The gene expression data was normalized relative to the expression of Eif4e within sample as a reference (ΔC t). The reference‐normalized data were analysed using a two‐way ANOVA considering strain and stage as two independent factors (Strain: SHR and WKY; Stage: prehypertension, onset and chronic hypertension). For visualization, the reference‐normalized gene expression data were further normalized to the WKY data at the onset time point (ΔΔC t).

Flow cytometric analysis of circulating immune cells

Circulating inflammatory cells were analysed using flow cytometry as previously described (Marvar et al. 2010; Marvar & Harrison, 2012; McBryde et al. 2013). Antibodies (BD Biosciences) used for staining were as follows: FITC anti‐CD45 (30‐F11); APC anti‐CD4 (GK1.5); PerCP anti‐CD8 (53–6.7) and APC anti‐CD3e (145‐2C11) and eflour‐660 anti‐CD11b/c. All antibodies were diluted (1.5 μl (100 μl)−1) in FACS buffer (0.5 % bovine serum albumin in PBS). After immunostaining, cells were resuspended in FACS buffer and analysed immediately on a LSR‐II flow cytometer with DIVA software (Becton Dickinson). Data were analysed with FlowJo software (Tree Star, Inc.). All samples were normalized to 1 × 106 cells and the percentage of the total events collected out of the 1 × 106 cells was analysed.

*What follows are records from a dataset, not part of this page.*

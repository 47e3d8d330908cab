#[derive(Debug, Clone, PartialEq, Eq, thiserror::Error)]
pub enum AudioError {
    #[error("Audio source is empty")]
    EmptySource,

    #[error("Could not play {source_url}: {message}")]
    Playback { source_url: String, message: String },
}

pub trait AudioPlayer {
    fn play(&self, source: &str) -> Result<(), AudioError>;
}

/// Plays nothing. The default until the host installs a real player.
#[derive(Clone, Copy, Debug, Default)]
pub struct Silent;

impl AudioPlayer for Silent {
    fn play(&self, source: &str) -> Result<(), AudioError> {
        log::debug!("Not playing {source}: no audio player installed");
        Ok(())
    }
}

/// Play a clip if there is one. Audio is never worth failing a drill over, so
/// every problem is logged and reported as `false`.
pub fn play_clip(player: &dyn AudioPlayer, source: Option<&str>) -> bool {
    let Some(source) = source else {
        return false;
    };
    if source.trim().is_empty() {
        log::warn!("{}", AudioError::EmptySource);
        return false;
    }
    match player.play(source) {
        Ok(()) => true,
        Err(e) => {
            log::warn!("{e}");
            false
        }
    }
}

#[cfg(target_arch = "wasm32")]
pub use browser::HtmlAudioPlayer;

#[cfg(target_arch = "wasm32")]
mod browser {
    use super::{AudioError, AudioPlayer};

    /// `new Audio(src).play()`. Rejections of the returned promise (autoplay
    /// policy, missing file) only show up later, so they are logged there.
    #[derive(Clone, Copy, Debug, Default)]
    pub struct HtmlAudioPlayer;

    impl AudioPlayer for HtmlAudioPlayer {
        fn play(&self, source: &str) -> Result<(), AudioError> {
            let playback = |message: String| AudioError::Playback {
                source_url: source.to_string(),
                message,
            };
            let element = web_sys::HtmlAudioElement::new_with_src(source)
                .map_err(|e| playback(format!("{e:?}")))?;
            let promise = element.play().map_err(|e| playback(format!("{e:?}")))?;

            let source = source.to_string();
            wasm_bindgen_futures::spawn_local(async move {
                if let Err(e) = wasm_bindgen_futures::JsFuture::from(promise).await {
                    log::warn!("Playback of {source} failed: {e:?}");
                }
            });
            Ok(())
        }
    }
}

#[cfg(test)]
mod tests {
    use super::*;
    use std::cell::RefCell;

    #[derive(Default)]
    struct Recording {
        played: RefCell<Vec<String>>,
        broken: bool,
    }

    impl AudioPlayer for Recording {
        fn play(&self, source: &str) -> Result<(), AudioError> {
            if self.broken {
                return Err(AudioError::Playback {
                    source_url: source.to_string(),
                    message: "NotAllowedError".to_string(),
                });
            }
            self.played.borrow_mut().push(source.to_string());
            Ok(())
        }
    }

    #[test]
    fn plays_when_there_is_a_source() {
        let player = Recording::default();
        assert!(play_clip(&player, Some("/audio/sw/maji.mp3")));
        assert!(!play_clip(&player, None));
        assert!(!play_clip(&player, Some("  ")));
        assert_eq!(*player.played.borrow(), vec!["/audio/sw/maji.mp3"]);
    }

    #[test]
    fn playback_errors_are_swallowed() {
        let player = Recording {
            broken: true,
            ..Default::default()
        };
        assert!(!play_clip(&player, Some("/audio/sw/maji.mp3")));
    }
}
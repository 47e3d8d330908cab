//! The one place storage keys are spelled out.

use language_utils::{CategoryId, CategoryKey, Language};

const LEARNED_WORDS: &str = "learnedWords";
const IN_PROGRESS: &str = "inProgress";
const COMPLETED: &str = "completed";
const DIFFICULT_WORDS: &str = "difficultWords";
const MIGRATION_MARKER: &str = "migration-to-categories-completed";

#[derive(Clone, Debug, PartialEq, Eq, PartialOrd, Ord)]
pub enum StoredKey {
    LearnedWords(CategoryKey),
    InProgress(CategoryKey),
    Completed(CategoryKey),
    DifficultWords(Language),
    MigrationMarker(Language),
    /// Pre-category layout: one flat list per language.
    LegacyLearnedWords(Language),
}

impl StoredKey {
    pub fn render(&self) -> String {
        match self {
            StoredKey::LearnedWords(key) => category_scoped(key, LEARNED_WORDS),
            StoredKey::InProgress(key) => category_scoped(key, IN_PROGRESS),
            StoredKey::Completed(key) => category_scoped(key, COMPLETED),
            StoredKey::DifficultWords(language) => {
                format!("{}-{DIFFICULT_WORDS}", language.iso_639_1())
            }
            StoredKey::MigrationMarker(language) => {
                format!("{}-{MIGRATION_MARKER}", language.iso_639_1())
            }
            StoredKey::LegacyLearnedWords(language) => {
                format!("{}-{LEARNED_WORDS}", language.iso_639_1())
            }
        }
    }

    pub fn parse(raw: &str) -> Option<Self> {
        let (code, rest) = raw.split_once('-')?;
        let language = Language::from_iso_639_1(code)?;

        // Exact per-language keys first: the migration marker also ends in `-completed`.
        match rest {
            DIFFICULT_WORDS => return Some(StoredKey::DifficultWords(language)),
            MIGRATION_MARKER => return Some(StoredKey::MigrationMarker(language)),
            LEARNED_WORDS => return Some(StoredKey::LegacyLearnedWords(language)),
            _ => {}
        }

        let (category, suffix) = rest.rsplit_once('-')?;
        if category.is_empty() {
            return None;
        }
        let key = CategoryKey::new(language, CategoryId::new(category));
        match suffix {
            LEARNED_WORDS => Some(StoredKey::LearnedWords(key)),
            IN_PROGRESS => Some(StoredKey::InProgress(key)),
            COMPLETED => Some(StoredKey::Completed(key)),
            _ => None,
        }
    }

    /// Whether every key scoped to `key` parses back to itself. A category
    /// named `migration-to-categories` would share its `completed` key with
    /// the language's migration marker, so it is not addressable.
    pub fn is_addressable(key: &CategoryKey) -> bool {
        [
            StoredKey::LearnedWords(key.clone()),
            StoredKey::InProgress(key.clone()),
            StoredKey::Completed(key.clone()),
        ]
        .into_iter()
        .all(|stored| StoredKey::parse(&stored.render()).as_ref() == Some(&stored))
    }
}

fn category_scoped(key: &CategoryKey, suffix: &str) -> String {
    format!("{}-{}-{suffix}", key.language.iso_639_1(), key.category)
}

#[cfg(test)]
mod tests {
    use super::*;

    fn greetings() -> CategoryKey {
        CategoryKey::new(Language::Swahili, CategoryId::new("greetings"))
    }

    #[test]
    fn renders_the_legacy_layout() {
        assert_eq!(
            StoredKey::LearnedWords(greetings()).render(),
            "sw-greetings-learnedWords"
        );
        assert_eq!(StoredKey::InProgress(greetings()).render(), "sw-greetings-inProgress");
        assert_eq!(StoredKey::Completed(greetings()).render(), "sw-greetings-completed");
        assert_eq!(
            StoredKey::DifficultWords(Language::Zulu).render(),
            "zu-difficultWords"
        );
        assert_eq!(
            StoredKey::MigrationMarker(Language::Hausa).render(),
            "ha-migration-to-categories-completed"
        );
        assert_eq!(
            StoredKey::LegacyLearnedWords(Language::Igbo).render(),
            "ig-learnedWords"
        );
    }

    #[test]
    fn parses_what_it_renders() {
        let keys = [
            StoredKey::LearnedWords(greetings()),
            StoredKey::InProgress(CategoryKey::new(
                Language::Amharic,
                CategoryId::new("noun-classes"),
            )),
            StoredKey::Completed(greetings()),
            StoredKey::DifficultWords(Language::Twi),
            StoredKey::MigrationMarker(Language::Swahili),
            StoredKey::LegacyLearnedWords(Language::Shona),
        ];
        for key in keys {
            assert_eq!(StoredKey::parse(&key.render()), Some(key));
        }
    }

    #[test]
    fn category_ids_shadowing_language_keys_are_not_addressable() {
        assert!(StoredKey::is_addressable(&greetings()));
        assert!(StoredKey::is_addressable(&CategoryKey::new(
            Language::Amharic,
            CategoryId::new("noun-classes"),
        )));
        for id in ["migration-to-categories", ""] {
            assert!(
                !StoredKey::is_addressable(&CategoryKey::new(Language::Swahili, CategoryId::new(id))),
                "{id:?}"
            );
        }
    }

    #[test]
    fn ignores_foreign_keys() {
        assert_eq!(StoredKey::parse("theme"), None);
        assert_eq!(StoredKey::parse("fr-greetings-learnedWords"), None);
        assert_eq!(StoredKey::parse("sw-greetings-somethingElse"), None);
        assert_eq!(StoredKey::parse("sw--learnedWords"), None);
    }
}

Flow cytometric analysis of tissue‐infiltrating immune cells

FACS analysis of T cells in brainstem homogenates was performed as previously described (McBryde et al. 2009). To analyse leukocytes in the brainstem, tissue was digested using collagenase type IX (125 U ml−1); collagenase type IS (450 U ml−1) and hyaluronidase IS (60 U ml−1) dissolved in 20 mm Hepes–PBS buffer for 30 min at 37°C, while constantly agitated. The dissolved tissue was then passed through a 70 m sterile filter (Falcon, BD), yielding a single cell suspension. An additional step was applied for brain tissue using a 30%/70% Percoll gradient to separate out the mononuclear cell layer. Cells were then washed twice with FACS buffer then counted. 1 × 106 cells were stained and analysed using multicolour flow cytometry. Antibodies (BD Biosciences) were then used for staining as described above. After immunostaining, cells were re‐suspended in FACS buffer and analysed immediately on a LSR‐II flow cytometer with DIVA software (Becton Dickinson). Data were analysed with FlowJo software (Tree Star Inc., Ashland, OR, USA) and an initial gate was applied to exclude cell debris from analysis and CD45 positive cells were identified as leukocytes within the tissue cell suspension and T cells were identified with anti‐CD3 antibodies and the HIS36 monoclonal antibody, which reacts with a molecule expressed on the surface of rat macrophages.

Drug administration

CP‐105,696 a specific high affinity antagonist for BLT1 receptors in rat (Souza et al. 2000) was kindly provided by Pfizer Inc. (Groton, CT, USA). Previous studies have shown that CP‐105,696 reduced inflammation, vascular permeability, neutrophil and monocyte accumulation in the rat (Souza et al. 2000; Aiello, 2002). Based on pilot studies, we determined an effective dose of CP‐105,696 of 74 mg kg−1 day−1, which is comparable to a previous study where up to 100 mg kg−1 day−1 was used in mice to reduce atherosclerotic disease (Aiello, 2002). CP‐105,696 was prepared in dimethyl sulfoxide (DMSO) with a final concentration of 0.8% and well below concentrations used in other studies (15–20 %) where no changes in cardiovascular variables were reported (Pĭtre et al. 1999; Sampey et al. 1999). CP‐105,696 was administered in the drinking water over a 21 day period. Vehicle control consisted of 0.8% DMSO in the drinking water. Subgroups of rats were treated with CP‐105,696 for a shorter period (5 days) for evaluation of effects on acute changes in circulating leukocytes and related surface expression markers. However, we excluded the inclusion of a Wistar‐vehicle group from analysis because we saw no change in blood pressure in the Wistar‐CP‐105,696 group. Blood pressure was our primary endpoint and therefore we did not consider additional interrogation of these variables.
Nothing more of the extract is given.